The overall the simulation result, perhaps, makes sense (attached figure, results after ). However, I am having a major problem of S convergence after a long time! After around (~674 steps = 280.83 days), the simulation stops after the showing that S cannot converge (following error)!
Quote
ERROR: S has not converged. Total: 1.088142e-04 Calculated: 1.432279e-04 Residual: -3.441371e-05
I have tried with a smaller time_step (even smaller up to 300s, which fulfills Neumann stability criteria) in the TRANSPORT but the problem persists. Just for the curiosity, I tried only the advective transport instead of diffusion and that seems to be working fine (without any error)!
Does anybody have any suggestion on how to solve this? Any comments on the validity of my input file would be greatly appreciated.
Thanks,
Munir
----------------------------------------------------------------------------------------------------------------------------------
Input File (also attached):
PRINT
-reset false
SOLUTION_MASTER_SPECIES
Tracer Tracer 0.0 Tracer 100
SOLUTION_SPECIES
Tracer = Tracer
log_k 0.0;
EQUILIBRIUM_PHASES 1-20
Calcite 0 7.62 # moles/L_water
Fe(OH)3(a) 0 0
Gypsum 0 0
Pyrite 0 0.85
SOLUTION 1-20
temp 25
units mol/L
pH 7
-water 1
SAVE solution 1-20
#END
#KINETICS 1-20
#Pyrite
#-m0 0.85 # moles/L_water
#-formula FeS2 1.0
#-step 9e4 in 100 steps
#INCREMENTAL_REACTIONS true
RATES
Pyrite # rates from data compiled by Williamson and Rimstidt 1994, GCA 58, 5443
-start
#1 A = 120 * m0
1 A = 1.43 * m0 # initial surface area in m2/mol_Pyrite indicates 50 um size crystals
10 if SI("Pyrite")>0 then goto 100 # step out when supersaturated...
20 fH = mol("H+")
30 fFe2 = (1 + tot("Fe(2)") / 1e-6)
40 if mol("O2") < 1e-6 then goto 80
50 rO2 = 10^-8.19 * mol("O2")^0.5 * fH^-0.11 # ...rate with oxygen
60 rO2_Fe3 = 6.3e-4 * tot("Fe(3)")^0.92 * fFe2^-0.43 # ...rate with oxygen and Fe3+
70 goto 90
80 rem # rate with Fe3+ without oxygen, and for pH < 3...

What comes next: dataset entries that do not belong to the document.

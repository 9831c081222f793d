// Copyright 2025 Neuraville Inc.
// SPDX-License-Identifier: Apache-2.0

//! Dual-interval dispatch throttling
//!
//! Evaluation and visualization each have their own minimum gap between
//! dispatches. A zero interval disables throttling for that kind. Timestamps
//! advance after every attempted dispatch, successful or not, so a failing
//! engine is retried at most once per interval.

use std::time::{Duration, Instant};

use caumon_config::ThrottleConfig;

/// Minimum gap between dispatches of each kind
#[derive(Debug, Clone, Copy, PartialEq, Eq)]
pub struct ThrottleSettings {
    pub eval_interval: Duration,
    pub visualize_interval: Duration,
}

impl ThrottleSettings {
    pub fn from_millis(eval_interval_ms: u64, visualize_interval_ms: u64) -> Self {
        Self {
            eval_interval: Duration::from_millis(eval_interval_ms),
            visualize_interval: Duration::from_millis(visualize_interval_ms),
        }
    }

    pub fn from_config(config: &ThrottleConfig) -> Self {
        Self::from_millis(config.eval_interval_ms, config.visualize_interval_ms)
    }
}

impl Default for ThrottleSettings {
    fn default() -> Self {
        Self::from_config(&ThrottleConfig::default())
    }
}

/// What an arrival is allowed to dispatch
#[derive(Debug, Clone, Copy, PartialEq, Eq, Default)]
pub struct DispatchDecision {
    pub need_eval: bool,
    pub need_visualize: bool,
}

impl DispatchDecision {
    pub fn is_idle(&self) -> bool {
        !self.need_eval && !self.need_visualize
    }
}

/// Per-session throttle state
#[derive(Debug, Clone)]
pub struct DispatchThrottler {
    settings: ThrottleSettings,
    last_eval: Option<Instant>,
    last_visualize: Option<Instant>,
    has_eval_result: bool,
}

impl DispatchThrottler {
    pub fn new(settings: ThrottleSettings) -> Self {
        Self {
            settings,
            last_eval: None,
            last_visualize: None,
            has_eval_result: false,
        }
    }

    pub fn settings(&self) -> ThrottleSettings {
        self.settings
    }

    /// Decide what a data arrival at `now` may dispatch
    ///
    /// Pure query; record the attempt with [`record_eval`](Self::record_eval)
    /// and [`record_visualize`](Self::record_visualize).
    pub fn on_arrival(&self, now: Instant) -> DispatchDecision {
        DispatchDecision {
            need_eval: is_due(self.settings.eval_interval, self.last_eval, now),
            need_visualize: is_due(self.settings.visualize_interval, self.last_visualize, now),
        }
    }

    /// Whether an evaluation has to run for `decision`
    ///
    /// Visualization needs results to draw; if none exist yet an evaluation
    /// runs first even when its own interval has not elapsed.
    pub fn eval_required(&self, decision: DispatchDecision) -> bool {
        decision.need_eval || (decision.need_visualize && !self.has_eval_result)
    }

    pub fn record_eval(&mut self, now: Instant, succeeded: bool) {
        self.last_eval = Some(now);
        if succeeded {
            self.has_eval_result = true;
        }
    }

    pub fn record_visualize(&mut self, now: Instant) {
        self.last_visualize = Some(now);
    }

    pub fn has_eval_result(&self) -> bool {
        self.has_eval_result
    }
}

fn is_due(interval: Duration, last: Option<Instant>, now: Instant) -> bool {
    if interval.is_zero() {
        return true;
    }
    match last {
        Some(last) => now.saturating_duration_since(last) >= interval,
        None => true,
    }
}

#[cfg(test)]
mod tests {
    use super::*;

    fn ms(value: u64) -> Duration {
        Duration::from_millis(value)
    }

    #[test]
    fn test_first_arrival_dispatches_both() {
        let throttler = DispatchThrottler::new(ThrottleSettings::from_millis(1000, 3000));
        let decision = throttler.on_arrival(Instant::now());
        assert!(decision.need_eval);
        assert!(decision.need_visualize);
    }

    #[test]
    fn test_eval_interval_boundary() {
        let mut throttler = DispatchThrottler::new(ThrottleSettings::from_millis(1000, 3000));
        let t0 = Instant::now();
        throttler.record_eval(t0, true);

        assert!(!throttler.on_arrival(t0 + ms(500)).need_eval);
        assert!(throttler.on_arrival(t0 + ms(1001)).need_eval);
    }

    #[test]
    fn test_zero_interval_always_dispatches() {
        let mut throttler = DispatchThrottler::new(ThrottleSettings::from_millis(0, 0));
        let t0 = Instant::now();
        throttler.record_eval(t0, true);
        throttler.record_visualize(t0);

        let decision = throttler.on_arrival(t0);
        assert!(decision.need_eval);
        assert!(decision.need_visualize);
    }

    #[test]
    fn test_intervals_are_independent() {
        let mut throttler = DispatchThrottler::new(ThrottleSettings::from_millis(1000, 3000));
        let t0 = Instant::now();
        throttler.record_eval(t0, true);
        throttler.record_visualize(t0);

        let decision = throttler.on_arrival(t0 + ms(1500));
        assert!(decision.need_eval);
        assert!(!decision.need_visualize);

        let decision = throttler.on_arrival(t0 + ms(3000));
        assert!(decision.need_visualize);
    }

    #[test]
    fn test_visualize_without_results_forces_eval() {
        let mut throttler = DispatchThrottler::new(ThrottleSettings::from_millis(10_000, 0));
        let t0 = Instant::now();
        throttler.record_eval(t0, false);

        let decision = throttler.on_arrival(t0 + ms(10));
        assert!(!decision.need_eval);
        assert!(decision.need_visualize);
        assert!(throttler.eval_required(decision));

        throttler.record_eval(t0 + ms(10), true);
        let decision = throttler.on_arrival(t0 + ms(20));
        assert!(!throttler.eval_required(decision));
    }

    #[test]
    fn test_failed_eval_still_advances_timestamp() {
        let mut throttler = DispatchThrottler::new(ThrottleSettings::from_millis(1000, 3000));
        let t0 = Instant::now();
        throttler.record_eval(t0, false);

        assert!(!throttler.has_eval_result());
        assert!(!throttler.on_arrival(t0 + ms(100)).need_eval);
    }

    #[test]
    fn test_idle_decision() {
        assert!(DispatchDecision::default().is_idle());
        assert!(!DispatchDecision {
            need_eval: false,
            need_visualize: true
        }
        .is_idle());
    }
}
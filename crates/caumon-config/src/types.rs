// Copyright 2025 Neuraville Inc.
// SPDX-License-Identifier: Apache-2.0

//! Configuration type definitions
//!
//! This module defines all configuration structs that map to sections in
//! `caumon_configuration.toml`.

use serde::{Deserialize, Serialize};
use std::path::PathBuf;
use std::time::Duration;

/// Default TCP port the ingestion listener binds to
pub const DEFAULT_INGEST_PORT: u16 = 9999;

/// Default artifact written by the finalization dispatch
pub const DEFAULT_OUTPUT_FILE: &str = "result_realtime.png";

/// Default signal list used when the control plane never configures one
pub const DEFAULT_SIGNALS: &str = "speed,RPM,gear";

/// Default monitoring formula forwarded to the engine
pub const DEFAULT_FORMULA: &str =
    "alw_[0,30](not(speed[t]>50) or (gear[t]>=3 and RPM[t]<4500))";

/// Root configuration structure
#[derive(Debug, Clone, Default, Deserialize, Serialize)]
#[serde(default)]
pub struct MonitorConfig {
    pub system: SystemConfig,
    pub ingest: IngestConfig,
    pub throttle: ThrottleConfig,
    pub session: SessionDefaults,
    pub engine: EngineConfig,
    pub logging: LoggingConfig,
}

/// Process-level settings
#[derive(Debug, Clone, Deserialize, Serialize)]
#[serde(default)]
pub struct SystemConfig {
    pub log_level: String,
    /// Directory the analysis engine is pointed at on session start
    pub working_dir: PathBuf,
}

impl Default for SystemConfig {
    fn default() -> Self {
        Self {
            log_level: "info".to_string(),
            working_dir: PathBuf::from("."),
        }
    }
}

/// TCP ingestion listener settings
#[derive(Debug, Clone, Deserialize, Serialize)]
#[serde(default)]
pub struct IngestConfig {
    pub host: String,
    pub port: u16,
    /// How often the accept loop checks for cancellation while idle
    pub accept_poll_interval_ms: u64,
    /// Read timeout on a connected client; bounds how long `stop` waits on a silent peer
    pub read_timeout_ms: u64,
}

impl Default for IngestConfig {
    fn default() -> Self {
        Self {
            host: "0.0.0.0".to_string(),
            port: DEFAULT_INGEST_PORT,
            accept_poll_interval_ms: 50,
            read_timeout_ms: 200,
        }
    }
}

impl IngestConfig {
    pub fn accept_poll_interval(&self) -> Duration {
        Duration::from_millis(self.accept_poll_interval_ms)
    }

    pub fn read_timeout(&self) -> Duration {
        Duration::from_millis(self.read_timeout_ms)
    }
}

/// Dispatch throttling intervals (0 = dispatch on every arrival)
#[derive(Debug, Clone, Deserialize, Serialize)]
#[serde(default)]
pub struct ThrottleConfig {
    pub eval_interval_ms: u64,
    pub visualize_interval_ms: u64,
}

impl Default for ThrottleConfig {
    fn default() -> Self {
        Self {
            eval_interval_ms: 1000,
            visualize_interval_ms: 3000,
        }
    }
}

/// Defaults applied to a session before the control plane configures it
#[derive(Debug, Clone, Deserialize, Serialize)]
#[serde(default)]
pub struct SessionDefaults {
    pub signals: String,
    pub formula: String,
    pub output_file: PathBuf,
    /// Bounded wait for the accept thread during `stop`
    pub join_timeout_ms: u64,
}

impl Default for SessionDefaults {
    fn default() -> Self {
        Self {
            signals: DEFAULT_SIGNALS.to_string(),
            formula: DEFAULT_FORMULA.to_string(),
            output_file: PathBuf::from(DEFAULT_OUTPUT_FILE),
            join_timeout_ms: 2000,
        }
    }
}

impl SessionDefaults {
    pub fn join_timeout(&self) -> Duration {
        Duration::from_millis(self.join_timeout_ms)
    }
}

/// External analysis engine process settings
#[derive(Debug, Clone, Deserialize, Serialize)]
#[serde(default)]
pub struct EngineConfig {
    /// Executable speaking the JSON-lines engine protocol (empty = not configured)
    pub command: String,
    pub args: Vec<String>,
    pub response_timeout_ms: u64,
    /// Run a synthetic dispatch on session start
    pub warmup: bool,
}

impl Default for EngineConfig {
    fn default() -> Self {
        Self {
            command: String::new(),
            args: Vec::new(),
            response_timeout_ms: 30_000,
            warmup: true,
        }
    }
}

impl EngineConfig {
    pub fn response_timeout(&self) -> Duration {
        Duration::from_millis(self.response_timeout_ms)
    }
}

/// Log output format
#[derive(Debug, Clone, Copy, PartialEq, Eq, Deserialize, Serialize)]
#[serde(rename_all = "lowercase")]
pub enum LogFormat {
    Text,
    Json,
}

/// Logging configuration
#[derive(Debug, Clone, Deserialize, Serialize)]
#[serde(default)]
pub struct LoggingConfig {
    pub format: LogFormat,
    /// Base directory for per-run log folders (None = console only)
    pub log_dir: Option<PathBuf>,
    pub retention_runs: usize,
}

impl Default for LoggingConfig {
    fn default() -> Self {
        Self {
            format: LogFormat::Text,
            log_dir: None,
            retention_runs: 10,
        }
    }
}
// Copyright 2025 Neuraville Inc.
// SPDX-License-Identifier: Apache-2.0

//! Unified logging initialization for CauMon
//!
//! Console output is always installed. With the `file-logging` feature and a
//! configured log directory, each run also gets its own timestamped folder:
//! ```text
//! ./logs/
//!   └── run_20250101_120000/
//!       └── caumon.log (combined, JSON lines)
//! ```

use std::path::{Path, PathBuf};

use anyhow::{Context, Result};
use tracing_subscriber::layer::SubscriberExt;
use tracing_subscriber::util::SubscriberInitExt;
use tracing_subscriber::{EnvFilter, Layer, Registry};

use crate::cli::CrateDebugFlags;
use crate::config::LoggingOptions;

type BoxedLayer = Box<dyn Layer<Registry> + Send + Sync>;

/// Keeps background log writers alive; logs are flushed when this is dropped
pub struct LoggingGuard {
    #[cfg(feature = "file-logging")]
    _file_guards: Vec<tracing_appender::non_blocking::WorkerGuard>,
    log_dir: Option<PathBuf>,
}

impl LoggingGuard {
    /// Run folder receiving file logs, if file logging is active
    pub fn log_dir(&self) -> Option<&Path> {
        self.log_dir.as_deref()
    }
}

/// Initialize the global subscriber
///
/// # Errors
///
/// Fails if the filter directive is invalid, the run folder cannot be created,
/// or a global subscriber is already installed.
pub fn init_logging(debug_flags: &CrateDebugFlags, options: &LoggingOptions) -> Result<LoggingGuard> {
    let filter = debug_flags.to_filter_string(&options.level);
    let make_filter = || {
        EnvFilter::try_new(&filter).with_context(|| format!("Invalid log filter '{}'", filter))
    };

    let mut layers: Vec<BoxedLayer> = Vec::new();

    let console_layer = if options.json {
        tracing_subscriber::fmt::layer()
            .json()
            .with_target(true)
            .with_filter(make_filter()?)
            .boxed()
    } else {
        tracing_subscriber::fmt::layer()
            .with_target(false)
            .with_file(false)
            .with_line_number(false)
            .with_filter(make_filter()?)
            .boxed()
    };
    layers.push(console_layer);

    #[cfg(feature = "file-logging")]
    let mut file_guards = Vec::new();
    let mut run_folder = None;

    #[cfg(feature = "file-logging")]
    if let Some(base_log_dir) = &options.log_dir {
        let timestamp = chrono::Utc::now().format("%Y%m%d_%H%M%S");
        let folder = base_log_dir.join(format!("run_{}", timestamp));
        std::fs::create_dir_all(&folder)
            .with_context(|| format!("Failed to create log directory: {}", folder.display()))?;

        cleanup_old_runs(base_log_dir, options.retention_runs)?;

        let appender = tracing_appender::rolling::never(&folder, "caumon.log");
        let (non_blocking, guard) = tracing_appender::non_blocking(appender);
        file_guards.push(guard);

        let file_layer = tracing_subscriber::fmt::layer()
            .with_writer(non_blocking)
            .with_target(true)
            .with_file(true)
            .with_line_number(true)
            .json()
            .with_filter(make_filter()?)
            .boxed();
        layers.push(file_layer);

        run_folder = Some(folder);
    }

    Registry::default()
        .with(layers)
        .try_init()
        .context("Failed to install global tracing subscriber")?;

    Ok(LoggingGuard {
        #[cfg(feature = "file-logging")]
        _file_guards: file_guards,
        log_dir: run_folder,
    })
}

/// Initialize console-only logging at the given base level
pub fn init_console_logging(debug_flags: &CrateDebugFlags, level: &str) -> Result<LoggingGuard> {
    let options = LoggingOptions {
        level: level.to_string(),
        ..LoggingOptions::default()
    };
    init_logging(debug_flags, &options)
}

/// Remove all but the newest `retention_runs` run folders
///
/// Folder names sort chronologically (`run_YYYYMMDD_HHMMSS`), so a lexical
/// sort is enough.
#[cfg(feature = "file-logging")]
fn cleanup_old_runs(base_log_dir: &Path, retention_runs: usize) -> Result<()> {
    if !base_log_dir.exists() {
        return Ok(());
    }

    let mut runs: Vec<PathBuf> = Vec::new();
    for entry in std::fs::read_dir(base_log_dir)? {
        let path = entry?.path();
        let is_run = path
            .file_name()
            .and_then(|n| n.to_str())
            .map(|n| n.starts_with("run_"))
            .unwrap_or(false);
        if path.is_dir() && is_run {
            runs.push(path);
        }
    }

    runs.sort();

    if runs.len() > retention_runs {
        let to_remove = runs.len() - retention_runs;
        for path in runs.iter().take(to_remove) {
            if let Err(e) = std::fs::remove_dir_all(path) {
                eprintln!("Warning: Failed to remove old log directory {}: {}", path.display(), e);
            }
        }
    }

    Ok(())
}
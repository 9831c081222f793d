//! Shared helpers for session integration tests.

#![allow(dead_code)]

use std::io::Write;
use std::net::{SocketAddr, TcpListener, TcpStream};
use std::path::{Path, PathBuf};
use std::sync::atomic::{AtomicBool, AtomicU64, AtomicUsize, Ordering};
use std::sync::{Arc, Mutex};
use std::thread;
use std::time::{Duration, Instant};

use caumon_config::MonitorConfig;
use caumon_realtime::{
    EngineAdapter, EngineError, EngineResult, Robustness, SessionManager, SessionSettings,
    ThrottleSettings, TraceMatrix,
};

/// One call observed by [`RecordingEngine`]
#[derive(Debug, Clone, PartialEq)]
pub enum EngineCall {
    Configure(PathBuf),
    Evaluate {
        steps: usize,
        signals: usize,
        names: Vec<String>,
        formula: String,
    },
    Visualize {
        steps: usize,
        signals: usize,
        /// Length of the robustness series drawn with the trace
        results: usize,
        output_path: Option<PathBuf>,
    },
    Shutdown,
}

/// Shared log of every engine created by a [`RecordingFactory`]
#[derive(Debug, Clone, Default)]
pub struct EngineLog {
    calls: Arc<Mutex<Vec<EngineCall>>>,
    created: Arc<AtomicUsize>,
    fail_evaluate: Arc<AtomicBool>,
    evaluate_delay_ms: Arc<AtomicU64>,
    evaluations_started: Arc<AtomicUsize>,
}

impl EngineLog {
    pub fn calls(&self) -> Vec<EngineCall> {
        self.calls.lock().unwrap().clone()
    }

    pub fn created(&self) -> usize {
        self.created.load(Ordering::SeqCst)
    }

    pub fn fail_evaluations(&self) {
        self.fail_evaluate.store(true, Ordering::SeqCst);
    }

    /// Make every evaluation take at least `delay`
    pub fn slow_evaluations(&self, delay: Duration) {
        self.evaluate_delay_ms
            .store(delay.as_millis() as u64, Ordering::SeqCst);
    }

    /// Evaluations entered, including ones still running
    pub fn evaluations_started(&self) -> usize {
        self.evaluations_started.load(Ordering::SeqCst)
    }

    pub fn count(&self, predicate: impl Fn(&EngineCall) -> bool) -> usize {
        self.calls().iter().filter(|call| predicate(call)).count()
    }

    /// Visualizations that asked for the plot to be saved
    pub fn saved_visualizations(&self) -> Vec<EngineCall> {
        self.calls()
            .into_iter()
            .filter(|call| {
                matches!(
                    call,
                    EngineCall::Visualize {
                        output_path: Some(_),
                        ..
                    }
                )
            })
            .collect()
    }

    pub fn evaluations(&self) -> usize {
        self.count(|call| matches!(call, EngineCall::Evaluate { .. }))
    }

    pub fn shutdowns(&self) -> usize {
        self.count(|call| matches!(call, EngineCall::Shutdown))
    }
}

pub struct RecordingEngine {
    log: EngineLog,
}

impl EngineAdapter for RecordingEngine {
    fn name(&self) -> &str {
        "recording"
    }

    fn configure_working_directory(&mut self, path: &Path) -> EngineResult<()> {
        self.record(EngineCall::Configure(path.to_path_buf()));
        Ok(())
    }

    fn evaluate(
        &mut self,
        trace: &TraceMatrix,
        signal_names: &[String],
        formula: &str,
    ) -> EngineResult<Robustness> {
        self.log.evaluations_started.fetch_add(1, Ordering::SeqCst);
        let delay = self.log.evaluate_delay_ms.load(Ordering::SeqCst);
        if delay > 0 {
            thread::sleep(Duration::from_millis(delay));
        }
        // recorded on completion so the log order is the order calls finished
        self.record(EngineCall::Evaluate {
            steps: trace.steps(),
            signals: trace.signal_count(),
            names: signal_names.to_vec(),
            formula: formula.to_string(),
        });
        if self.log.fail_evaluate.load(Ordering::SeqCst) {
            return Err(EngineError::Remote("evaluation disabled".to_string()));
        }
        let steps = trace.steps();
        Ok(Robustness::new(vec![1.0; steps], vec![-1.0; steps]))
    }

    fn visualize(
        &mut self,
        trace: &TraceMatrix,
        _signal_names: &[String],
        _formula: &str,
        results: &Robustness,
        output_path: Option<&Path>,
    ) -> EngineResult<()> {
        self.record(EngineCall::Visualize {
            steps: trace.steps(),
            signals: trace.signal_count(),
            results: results.upper.len(),
            output_path: output_path.map(Path::to_path_buf),
        });
        Ok(())
    }

    fn shutdown(&mut self) -> EngineResult<()> {
        self.record(EngineCall::Shutdown);
        Ok(())
    }
}

impl RecordingEngine {
    fn record(&self, call: EngineCall) {
        self.log.calls.lock().unwrap().push(call);
    }
}

/// Settings for loopback tests: fast polling, warm-up off
pub fn test_settings(throttle: ThrottleSettings) -> SessionSettings {
    SessionSettings {
        host: "127.0.0.1".to_string(),
        default_port: 0,
        throttle,
        accept_poll_interval: Duration::from_millis(5),
        read_timeout: Duration::from_millis(20),
        join_timeout: Duration::from_secs(2),
        warmup: false,
        ..SessionSettings::default()
    }
}

pub fn recording_manager(settings: SessionSettings) -> (SessionManager, EngineLog) {
    let log = EngineLog::default();
    let factory_log = log.clone();
    let factory = move || -> EngineResult<Box<dyn EngineAdapter>> {
        factory_log.created.fetch_add(1, Ordering::SeqCst);
        Ok(Box::new(RecordingEngine {
            log: factory_log.clone(),
        }))
    };
    let manager = SessionManager::with_settings(settings, &MonitorConfig::default(), Arc::new(factory));
    (manager, log)
}

pub fn reserve_free_tcp_port() -> u16 {
    let listener = TcpListener::bind("127.0.0.1:0").expect("Failed to reserve free TCP port");
    listener
        .local_addr()
        .expect("Failed to read local socket address")
        .port()
}

pub fn wait_until(timeout: Duration, mut predicate: impl FnMut() -> bool) {
    let start = Instant::now();
    while start.elapsed() < timeout {
        if predicate() {
            return;
        }
        thread::sleep(Duration::from_millis(1));
    }
    panic!("Timed out waiting for condition");
}

/// Connect to the session on loopback
pub fn connect(addr: SocketAddr) -> TcpStream {
    TcpStream::connect(("127.0.0.1", addr.port())).expect("Failed to connect to session")
}

/// Send lines and close the connection
pub fn send_lines(addr: SocketAddr, lines: &[&str]) {
    let mut stream = connect(addr);
    for line in lines {
        stream
            .write_all(format!("{}\n", line).as_bytes())
            .expect("Failed to send line");
    }
    stream.flush().expect("Failed to flush stream");
}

81 rFe3 = 1.9e-6 * tot("Fe(3)")^0.28 * fFe2^-0.52 * fH^-0.3
90 rate = A * (m/m0)^0.67 * (rO2 + rO2_Fe3 + rFe3) * (1 - SR("Pyrite")) # ...sum terms, zero at equilibrium
100 save rate * time
-end
SAVE SOLUTION 1-20
#END
SOLUTION 0
temp 25
units mol/L
Tracer 2.556e-04
pH 7
-water 1
EQUILIBRIUM_PHASES 0
O2(g) -0.7 1000
#save solution 0
END
TRANSPORT
-cells 20
-lengths 5e-4 # m
-flow_direction diffusion #forward #
-boundary_conditions constant flux # at cell 1 and 20
-diffusion_coefficient 0.245e-9
-shifts 1000 # number of diffusive timesteps
-punch_frequency 300 # graphing is done after each shift
-time_step 36000 # seconds
USER_GRAPH
-headings dist pH O2 Tracer SO4-2 Fe(OH)3 Pyrite, Ca+2 Gypsum
-axis_titles "dist (mm)", "pH", "Conc"
-initial_solutions false
-connect_simulations false
-plot_concentration_vs x
-start
10 graph_x dist*1e3
20 graph_y -LA("H+")
30 graph_sy mol("O2"), tot("Tracer"), mol("SO4-2"), equi("Fe(OH)3(a)")*1e-4, equi("Pyrite")*1e-4, mol("Ca+2"), equi("Gypsum")
-end
END
---------------------------------------------------------------------------------------------------------------------------------------------------------------------------------------------
Logged
dlparkhurst
Top Contributor
Posts: 1133
Re: Convergence problem: Diffusion and Oxidation
«
Reply #1 on:
October 26, 2016, 08:54:32 PM »
That error message occurs occasionally. I think the redox conditions are such that two equations are the same within the machine tolerance; another way to say it is that the species that should cause two equations to differ are very small in concentration. In this case, one unknown is not solved [act(SO4-2) in your case], and the numerical method fails.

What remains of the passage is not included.